阪急の駅を降りればいつも冬休みのような街だと思う

土岐友浩『僕は行くよ』

 

これは、句跨がりが印象的な歌でした。

口語の歌の句跨がりについて、わたしも以前に書いたことがあり、いろんなやつがあるけれどこれはけっこうめずらしく、三句から四句にかけて「冬休み」という単語がまたがっています。
「いつも冬/休みのような」のところ。
数えたわけではないけれど、三句から四句ってなかなかないですね。
短歌のリズムだと三句終わりはしっかり休止するところだから、ここに入れると、普通はリズム的にだいぶ無理がくるわけです。
そこのところを、これは華麗にさばいているというか、そのリズム的な無理を逆手にとっていると言えると思います。
「いつも冬」まででいったん成立しつつ、それがスライドするように「冬休み」という言葉が現われる。
それだけで面白いんですけど、これは連作の一首目になっていて、その連作は下の歌などに続きます。

 

大人には言いたいことの半分も言えなくてフクロウの落書き

 

東遊園地をめざすことにする雪の気配にうつむいたまま

 

一二歳くらいの僕が寒そうにゲームボーイで遊んでいるよ

 

一首目と三首目はどうやら子供時代のことを思い出しているように見え、二首目は現在大人になり違う場所に住んでいる「僕」が、かつて住んでいた街を再訪している場面のようです。つまり「阪急の駅」を降りて歩きながら、その街で過ごした子供の頃のことを思い出している。そういう具合の連作なのかと思います。「東遊園地」などから、そこが神戸の街であることがわかる。

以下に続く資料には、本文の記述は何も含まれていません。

// ── Device identity ──

use serde::{Deserialize, Serialize};
use serde_json::Value;

/// Identity of one physical/virtual module reachable through a hub.
///
/// The serial number is immutable once first observed; everything else
/// may change between refreshes (renames, beacon toggles).
#[derive(Debug, Clone, PartialEq, Eq, Serialize, Deserialize)]
pub struct DeviceIdentity {
    pub serial: String,
    pub logical_name: String,
    pub product_name: String,
    pub product_id: u32,
    /// Localization beacon currently blinking.
    pub beacon: bool,
    /// Hub-relative device index from the white pages.
    pub index: u32,
}

impl DeviceIdentity {
    /// Build from a `module` section of a device API structure.
    pub fn from_module(module: &Value) -> Option<Self> {
        let serial = module.get("serialNumber")?.as_str()?.to_owned();
        Some(Self {
            serial,
            logical_name: str_field(module, "logicalName"),
            product_name: str_field(module, "productName"),
            product_id: u32_field(module, "productId"),
            beacon: u32_field(module, "beacon") != 0,
            index: 0,
        })
    }

    /// Build from one white-pages entry of a hub enumeration.
    pub fn from_white_pages(entry: &Value) -> Option<Self> {
        let mut identity = Self::from_module(entry)?;
        identity.index = u32_field(entry, "index");
        Some(identity)
    }

    /// The name callers address the device by: logical name when set,
    /// serial otherwise.
    pub fn friendly_name(&self) -> &str {
        if self.logical_name.is_empty() {
            &self.serial
        } else {
            &self.logical_name
        }
    }
}

fn str_field(value: &Value, key: &str) -> String {
    value
        .get(key)
        .and_then(Value::as_str)
        .unwrap_or_default()
        .to_owned()
}

fn u32_field(value: &Value, key: &str) -> u32 {
    value
        .get(key)
        .and_then(Value::as_u64)
        .and_then(|n| u32::try_from(n).ok())
        .unwrap_or_default()
}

それで今日の歌の句跨がりの件に返ってくると、「冬」から「冬休み」へスライドするわけですが、「冬休み」が「一二歳」を含めた学生時代特有のニュアンスを持つ言葉であることに意味があります(大人でも冬休みあったりするけど)。過去にその街で過ごした「冬休み」の記憶が呼ばれてくる。
いわば、「冬」から「冬休み」へのスライドが「現在」から「過去」へのスライドに呼応している。再訪している現在の冬と、かつてそこで過ごした冬・休み。
ここのところの意味が、「いつも冬/休みのような」という通常なら無理のある句跨がりを、逆に豊かなニュアンスをもたらすものとして輝かせている。
そういう風に見えて、おお、と思いました。

連作にはほかにもいろいろありますが、このあたりで。